I won’t fail at this. I won’t let myself—neither will my family. Thank God for them.
I realize, after having this thought, that I’m not really alone. I’m a little overwhelmed at the idea of not having a partner in this, and it kills me that this tiny angel won’t ever know her mother.
There’s been a flurry of activity at my parents’ ranch today.
Food and diapers were dropped off. A community that’s ready to stand in the gaps that I will inevitably leave.
As much as I try to be, and as much as I try to pretend, I’m not perfect.
No, Hazel won’t have a perfect father, but she will never wonder if she’s loved. That’s something I can promise.
She stirs, the motion is small, but I catch it, looking down at her perfect sleeping face.

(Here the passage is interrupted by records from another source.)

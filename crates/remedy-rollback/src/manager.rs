//! Rollback manager
//!
//! Owns the backup lifecycle on top of a [`BackupStore`]:
//! - Snapshot a source before it is mutated
//! - Restore a source from a snapshot
//! - Mark snapshots whose fix went live
//! - Evict the oldest snapshots once retention is exceeded
//!
//! Backups created through [`RollbackManager::create_held_backup`] are pinned
//! until their [`BackupLease`] is dropped and are never evicted while pinned.

use crate::error::RollbackError;
use crate::hash::Checksum;
use crate::metadata::{BackupId, BackupMetadata};
use crate::store::{BackupStore, FsBackupStore};
use chrono::Utc;
use dashmap::DashMap;
use serde::{Deserialize, Serialize};
use std::path::{Path, PathBuf};
use std::sync::Arc;
use tokio::sync::Mutex;

/// Default number of backups kept by retention
pub const DEFAULT_MAX_BACKUPS: usize = 100;

/// Backup storage and retention settings
#[derive(Debug, Clone, PartialEq, Eq, Serialize, Deserialize)]
#[serde(default)]
pub struct RollbackConfig {
    /// Directory of the filesystem store
    pub backup_dir: PathBuf,
    /// Retention limit
    pub max_backups: usize,
}

impl RollbackConfig {
    /// Create default configuration
    #[inline]
    #[must_use]
    pub fn new() -> Self {
        Self::default()
    }

    /// With backup directory
    #[inline]
    #[must_use]
    pub fn with_backup_dir(mut self, dir: impl Into<PathBuf>) -> Self {
        self.backup_dir = dir.into();
        self
    }

    /// With retention limit
    #[inline]
    #[must_use]
    pub fn with_max_backups(mut self, max: usize) -> Self {
        self.max_backups = max;
        self
    }
}

impl Default for RollbackConfig {
    fn default() -> Self {
        Self {
            backup_dir: PathBuf::from(".remedy/backups"),
            max_backups: DEFAULT_MAX_BACKUPS,
        }
    }
}

/// Pin on a backup; eviction skips it until this is dropped
#[derive(Debug)]
#[must_use = "dropping the lease makes the backup evictable"]
pub struct BackupLease {
    id: BackupId,
    held: Arc<DashMap<BackupId, usize>>,
}

impl BackupLease {
    fn acquire(id: BackupId, held: Arc<DashMap<BackupId, usize>>) -> Self {
        *held.entry(id).or_insert(0) += 1;
        Self { id, held }
    }

    /// The pinned backup
    #[inline]
    #[must_use]
    pub fn id(&self) -> BackupId {
        self.id
    }
}

impl Drop for BackupLease {
    fn drop(&mut self) {
        self.held.remove_if_mut(&self.id, |_, count| {
            *count -= 1;
            *count == 0
        });
    }
}

#[derive(Debug, Default)]
struct Index {
    entries: Vec<BackupMetadata>,
    next_sequence: u64,
}

/// Creates, restores and prunes backups
#[derive(Debug)]
pub struct RollbackManager {
    store: Arc<dyn BackupStore>,
    max_backups: usize,
    index: Mutex<Index>,
    held: Arc<DashMap<BackupId, usize>>,
}

impl RollbackManager {
    /// Open a manager over `store`, reloading any persisted index
    ///
    /// # Errors
    /// Fails if the persisted index cannot be read or decoded
    pub async fn open(
        store: Arc<dyn BackupStore>,
        max_backups: usize,
    ) -> Result<Self, RollbackError> {
        let mut entries = store.load_index().await?;
        entries.sort_by_key(|e| e.sequence);
        let next_sequence = entries.last().map_or(0, |e| e.sequence + 1);

        tracing::debug!(backups = entries.len(), "backup index loaded");

        Ok(Self {
            store,
            max_backups,
            index: Mutex::new(Index {
                entries,
                next_sequence,
            }),
            held: Arc::new(DashMap::new()),
        })
    }

    /// Open the filesystem store described by `config`
    ///
    /// # Errors
    /// Fails if the persisted index cannot be read or decoded
    pub async fn from_config(config: &RollbackConfig) -> Result<Self, RollbackError> {
        let store = Arc::new(FsBackupStore::new(&config.backup_dir));
        Self::open(store, config.max_backups).await
    }

    /// Snapshot `source` under a fresh id
    ///
    /// # Errors
    /// - `RollbackError::SourceRead` if `source` cannot be read
    /// - `RollbackError::StoreIo` / `Index` if the snapshot cannot be persisted
    ///
    /// Callers must not mutate `source` when this fails.
    pub async fn create_backup(&self, source: impl AsRef<Path>) -> Result<BackupId, RollbackError> {
        self.snapshot(source.as_ref(), None).await
    }

    /// Snapshot `source` and pin it against eviction until the lease drops
    ///
    /// # Errors
    /// Same as [`create_backup`](Self::create_backup)
    pub async fn create_held_backup(
        &self,
        source: impl AsRef<Path>,
    ) -> Result<BackupLease, RollbackError> {
        let id = BackupId::new();
        // Pin before the entry becomes visible to eviction
        let lease = BackupLease::acquire(id, Arc::clone(&self.held));
        self.snapshot(source.as_ref(), Some(id)).await?;
        Ok(lease)
    }

    async fn snapshot(
        &self,
        source: &Path,
        id: Option<BackupId>,
    ) -> Result<BackupId, RollbackError> {
        let content = tokio::fs::read(source)
            .await
            .map_err(|e| RollbackError::SourceRead {
                path: source.to_path_buf(),
                source: e,
            })?;

        let id = id.unwrap_or_default();
        let checksum = Checksum::compute(&content);
        let backup_path = self.store.write_snapshot(id, &content).await?;

        {
            let mut index = self.index.lock().await;
            let sequence = index.next_sequence;
            index.next_sequence += 1;
            index.entries.push(BackupMetadata {
                id,
                source: source.to_path_buf(),
                backup_path,
                timestamp: Utc::now(),
                deployed: false,
                sequence,
                size: content.len() as u64,
                checksum,
            });

            let saved = self.store.save_index(&index.entries).await;
            if let Err(e) = saved {
                index.entries.pop();
                drop(index);
                if let Err(cleanup) = self.store.delete_snapshot(id).await {
                    tracing::warn!(backup_id = %id, error = %cleanup, "orphaned snapshot after index failure");
                }
                return Err(e);
            }
        }

        tracing::info!(
            backup_id = %id,
            source = %source.display(),
            checksum = %checksum.short(),
            "backup created"
        );

        if let Err(e) = self.clean_old_backups().await {
            tracing::warn!(error = %e, "retention pass failed");
        }

        Ok(id)
    }

    /// Restore the source recorded for `id` from its snapshot
    ///
    /// Returns `false` when the backup is unknown, unreadable, fails its
    /// checksum, or the source cannot be written. Never errors.
    pub async fn rollback(&self, id: BackupId) -> bool {
        let Some(meta) = self.get(id).await else {
            tracing::warn!(backup_id = %id, "rollback requested for unknown backup");
            return false;
        };

        let content = match self.store.read_snapshot(id).await {
            Ok(content) => content,
            Err(e) => {
                tracing::error!(backup_id = %id, error = %e, "cannot read snapshot");
                return false;
            }
        };

        if !meta.checksum.matches(&content) {
            tracing::error!(backup_id = %id, error = %RollbackError::ChecksumMismatch(id), "refusing to restore");
            return false;
        }

        match tokio::fs::write(&meta.source, &content).await {
            Ok(()) => {
                tracing::info!(backup_id = %id, source = %meta.source.display(), "source restored");
                true
            }
            Err(e) => {
                tracing::error!(backup_id = %id, source = %meta.source.display(), error = %e, "restore write failed");
                false
            }
        }
    }

    /// Flag the backup as belonging to a live fix (idempotent, unknown ids ignored)
    pub async fn mark_as_deployed(&self, id: BackupId) {
        let mut index = self.index.lock().await;
        let Some(entry) = index.entries.iter_mut().find(|e| e.id == id) else {
            tracing::debug!(backup_id = %id, "mark_as_deployed on unknown backup");
            return;
        };
        if entry.deployed {
            return;
        }
        entry.deployed = true;

        if let Err(e) = self.store.save_index(&index.entries).await {
            tracing::warn!(backup_id = %id, error = %e, "deployed flag not persisted");
        }
    }

    /// Metadata for one backup
    pub async fn get(&self, id: BackupId) -> Option<BackupMetadata> {
        self.index
            .lock()
            .await
            .entries
            .iter()
            .find(|e| e.id == id)
            .cloned()
    }

    /// All tracked backups in creation order
    pub async fn list_backups(&self) -> Vec<BackupMetadata> {
        self.index.lock().await.entries.clone()
    }

    /// Evict oldest backups until at most `max_backups` remain
    ///
    /// Held backups are skipped, so the count can stay above the limit until
    /// their leases drop. Returns the evicted ids, oldest first.
    ///
    /// # Errors
    /// Fails if the pruned index cannot be persisted
    pub async fn clean_old_backups(&self) -> Result<Vec<BackupId>, RollbackError> {
        let mut index = self.index.lock().await;
        let excess = index.entries.len().saturating_sub(self.max_backups);
        if excess == 0 {
            return Ok(Vec::new());
        }

        let mut by_age: Vec<&BackupMetadata> = index.entries.iter().collect();
        by_age.sort_by_key(|e| e.age_key());
        let victims: Vec<BackupId> = by_age
            .into_iter()
            .filter(|e| !self.held.contains_key(&e.id))
            .take(excess)
            .map(|e| e.id)
            .collect();

        let mut evicted = Vec::with_capacity(victims.len());
        for id in victims {
            match self.store.delete_snapshot(id).await {
                Ok(()) => evicted.push(id),
                Err(e) => tracing::warn!(backup_id = %id, error = %e, "snapshot not deleted, keeping entry"),
            }
        }

        index.entries.retain(|e| !evicted.contains(&e.id));
        self.store.save_index(&index.entries).await?;

        tracing::debug!(evicted = evicted.len(), remaining = index.entries.len(), "retention pass");
        Ok(evicted)
    }

    /// Number of backups currently pinned by leases
    #[inline]
    #[must_use]
    pub fn held_count(&self) -> usize {
        self.held.len()
    }

    /// Retention limit
    #[inline]
    #[must_use]
    pub fn max_backups(&self) -> usize {
        self.max_backups
    }
}
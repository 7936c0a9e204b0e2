//! Stream intake, dedup, lifecycle and retention

use pretty_assertions::assert_eq;
use remedy_core::{
    verify_audit_log, Collaborators, JsonlAuditSink, OrchestratorError, RemediationConfig,
    RemediationOrchestrator, Severity,
};
use remedy_rollback::{FsBackupStore, RollbackManager, DEFAULT_MAX_BACKUPS};
use remedy_test_utils::*;
use std::sync::Arc;
use std::time::Duration;
use tokio::sync::mpsc;

async fn orchestrator_with(collaborators: Collaborators) -> RemediationOrchestrator {
    let (rollback, _store) = memory_rollback(DEFAULT_MAX_BACKUPS).await;
    RemediationOrchestrator::new(RemediationConfig::new(), rollback, collaborators).unwrap()
}

#[tokio::test]
async fn start_twice_is_rejected() {
    let harness = Harness::new(Vec::new());
    let orch = orchestrator_with(harness.collaborators()).await;

    let (_tx, rx) = mpsc::channel(8);
    orch.start(rx).await.unwrap();
    assert!(orch.status().running);

    let (_tx2, rx2) = mpsc::channel(8);
    assert!(matches!(orch.start(rx2).await, Err(OrchestratorError::AlreadyRunning)));

    orch.stop().await.unwrap();
    assert!(!orch.status().running);

    let (_tx3, rx3) = mpsc::channel(8);
    orch.start(rx3).await.unwrap();
    orch.stop().await.unwrap();
}

#[tokio::test]
async fn stop_when_stopped_is_a_no_op() {
    let harness = Harness::new(Vec::new());
    let orch = orchestrator_with(harness.collaborators()).await;
    orch.stop().await.unwrap();
    orch.stop().await.unwrap();
}

#[tokio::test]
async fn streamed_errors_are_all_remediated() {
    let dir = tempfile::tempdir().unwrap();
    let harness = Harness::new(candidates(&["null-check"]));
    let orch = orchestrator_with(harness.collaborators()).await;

    let (tx, rx) = mpsc::channel(8);
    orch.start(rx).await.unwrap();
    for id in ["e-1", "e-2", "e-3"] {
        let source = source_file(dir.path(), &format!("{id}.rs"), "broken\n");
        tx.send(detected_error(id, Severity::High, source)).await.unwrap();
    }
    drop(tx);
    orch.stop().await.unwrap();

    let mut ids: Vec<String> = harness.audit.results().into_iter().map(|r| r.error_id).collect();
    ids.sort();
    assert_eq!(ids, vec!["e-1", "e-2", "e-3"]);
    assert!(harness.audit.results().iter().all(|r| r.success));
    assert_eq!(harness.notifier.error_ids().len(), 3);
}

#[tokio::test]
async fn duplicates_in_flight_are_dropped() {
    let dir = tempfile::tempdir().unwrap();
    let harness = Harness::new(candidates(&["null-check"]));
    let gated = Arc::new(GatedFixer::new());
    let orch = orchestrator_with(harness.collaborators_with_fixer(gated.clone())).await;

    let first = source_file(dir.path(), "a.rs", "broken\n");
    let second = source_file(dir.path(), "b.rs", "broken\n");

    let (tx, rx) = mpsc::channel(8);
    orch.start(rx).await.unwrap();
    tx.send(detected_error("e-1", Severity::High, &first)).await.unwrap();
    gated.wait_entered().await;

    tx.send(detected_error("e-1", Severity::High, &first)).await.unwrap();
    tx.send(detected_error("e-1", Severity::Critical, &first)).await.unwrap();
    // Channel order: once e-2 is in flight both duplicates were seen
    tx.send(detected_error("e-2", Severity::High, &second)).await.unwrap();
    assert!(eventually(|| gated.calls() == 2).await);

    let active: Vec<String> = orch
        .status()
        .active_remediations
        .into_iter()
        .map(|a| a.error_id)
        .collect();
    assert_eq!(active, vec!["e-1", "e-2"]);

    gated.release();
    drop(tx);
    orch.stop().await.unwrap();

    assert_eq!(gated.calls(), 2);
    assert_eq!(harness.audit.results().len(), 2);
    assert!(orch.status().active_remediations.is_empty());
}

#[tokio::test]
async fn same_id_can_be_remediated_again_after_completion() {
    let dir = tempfile::tempdir().unwrap();
    let harness = Harness::new(candidates(&["null-check"]));
    let orch = orchestrator_with(harness.collaborators()).await;
    let source = source_file(dir.path(), "a.rs", "broken\n");

    let (tx, rx) = mpsc::channel(8);
    orch.start(rx).await.unwrap();
    tx.send(detected_error("e-1", Severity::High, &source)).await.unwrap();
    assert!(eventually(|| harness.audit.results().len() == 1).await);
    tx.send(detected_error("e-1", Severity::High, &source)).await.unwrap();
    drop(tx);
    orch.stop().await.unwrap();

    assert_eq!(harness.audit.results().len(), 2);
}

#[tokio::test]
async fn stop_waits_for_stuck_collaborator() {
    let dir = tempfile::tempdir().unwrap();
    let harness = Harness::new(candidates(&["null-check"]));
    let gated = Arc::new(GatedFixer::new());
    let orch = Arc::new(orchestrator_with(harness.collaborators_with_fixer(gated.clone())).await);
    let source = source_file(dir.path(), "a.rs", "broken\n");

    let (tx, rx) = mpsc::channel(8);
    orch.start(rx).await.unwrap();
    tx.send(detected_error("e-1", Severity::High, &source)).await.unwrap();
    gated.wait_entered().await;

    let stopper = tokio::spawn({
        let orch = orch.clone();
        async move { orch.stop().await }
    });

    tokio::time::sleep(Duration::from_millis(100)).await;
    assert!(!stopper.is_finished(), "stop returned while a fix was still running");
    assert!(!orch.status().running);
    assert_eq!(orch.status().active_remediations.len(), 1);

    gated.release();
    tokio::time::timeout(Duration::from_secs(5), stopper)
        .await
        .expect("stop did not finish after release")
        .unwrap()
        .unwrap();
    assert_eq!(harness.audit.results().len(), 1);
}

#[tokio::test]
async fn errors_after_stop_are_not_consumed() {
    let harness = Harness::new(candidates(&["null-check"]));
    let orch = orchestrator_with(harness.collaborators()).await;

    let (tx, rx) = mpsc::channel(8);
    orch.start(rx).await.unwrap();
    orch.stop().await.unwrap();

    // Receiver was dropped with the intake loop
    assert!(tx
        .send(detected_error("e-1", Severity::High, "src/a.rs"))
        .await
        .is_err());
    assert!(harness.audit.results().is_empty());
}

#[tokio::test]
async fn retention_prunes_after_each_remediation() {
    let dir = tempfile::tempdir().unwrap();
    let harness = Harness::new(candidates(&["null-check"]));
    let (rollback, _store) = memory_rollback(2).await;
    let orch =
        RemediationOrchestrator::new(RemediationConfig::new(), rollback.clone(), harness.collaborators())
            .unwrap();

    for id in ["e-1", "e-2", "e-3", "e-4"] {
        let source = source_file(dir.path(), &format!("{id}.rs"), "broken\n");
        let result = orch
            .manual_remediate(detected_error(id, Severity::High, &source))
            .await;
        assert!(result.success);
    }

    let survivors: Vec<String> = rollback
        .list_backups()
        .await
        .into_iter()
        .map(|m| m.source.file_name().unwrap().to_string_lossy().into_owned())
        .collect();
    assert_eq!(survivors, vec!["e-3.rs", "e-4.rs"]);
}

#[tokio::test]
async fn jsonl_audit_chain_survives_real_runs() {
    let dir = tempfile::tempdir().unwrap();
    let audit_path = dir.path().join("audit.jsonl");
    let harness = Harness::new(candidates(&["null-check"]));
    let audit = Arc::new(JsonlAuditSink::open(&audit_path).await.unwrap());
    let store = Arc::new(FsBackupStore::new(dir.path().join("backups")));
    let rollback = Arc::new(RollbackManager::open(store, DEFAULT_MAX_BACKUPS).await.unwrap());
    let orch = RemediationOrchestrator::new(
        RemediationConfig::new(),
        rollback.clone(),
        harness.collaborators().with_audit_sink(audit),
    )
    .unwrap();

    for id in ["e-1", "e-2"] {
        let source = source_file(dir.path(), &format!("{id}.rs"), "broken\n");
        let result = orch
            .manual_remediate(detected_error(id, Severity::High, &source))
            .await;
        assert!(result.success);
    }

    assert_eq!(verify_audit_log(&audit_path).await.unwrap(), 2);

    // Backups persisted on disk survive a reopen
    let reopened = RollbackManager::open(
        Arc::new(FsBackupStore::new(dir.path().join("backups"))),
        DEFAULT_MAX_BACKUPS,
    )
    .await
    .unwrap();
    assert_eq!(reopened.list_backups().await.len(), 2);
}

#[tokio::test]
async fn invalid_webhook_is_rejected_at_construction() {
    let harness = Harness::new(Vec::new());
    let (rollback, _store) = memory_rollback(DEFAULT_MAX_BACKUPS).await;
    let config = RemediationConfig::new().with_webhook("ftp://example.com/hook");

    assert!(RemediationOrchestrator::new(config, rollback, harness.collaborators()).is_err());
}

Dark curls are already starting to form around her tiny ears.
She was born with so much hair. I didn’t know babies could be born with so much hair.
My baby sister, Florence, was practically bald when Mom and Dad brought her home from the hospital.
I guess there are advantages to being almost fifteen years older than your youngest sibling.
For one, I already knew how to change a diaper.
I can swaddle, I can soothe, I can hum, and I can cook.
Tom and Mary Holloway didn’t raise incapable men.
Because of my upbringing, there are a lot of things I’m prepared for.
A lot of things I can adapt to. But as I look down again at this perfect little angel, so peaceful and safe in my arms, I’m struck by how unprepared I was to love someone so much.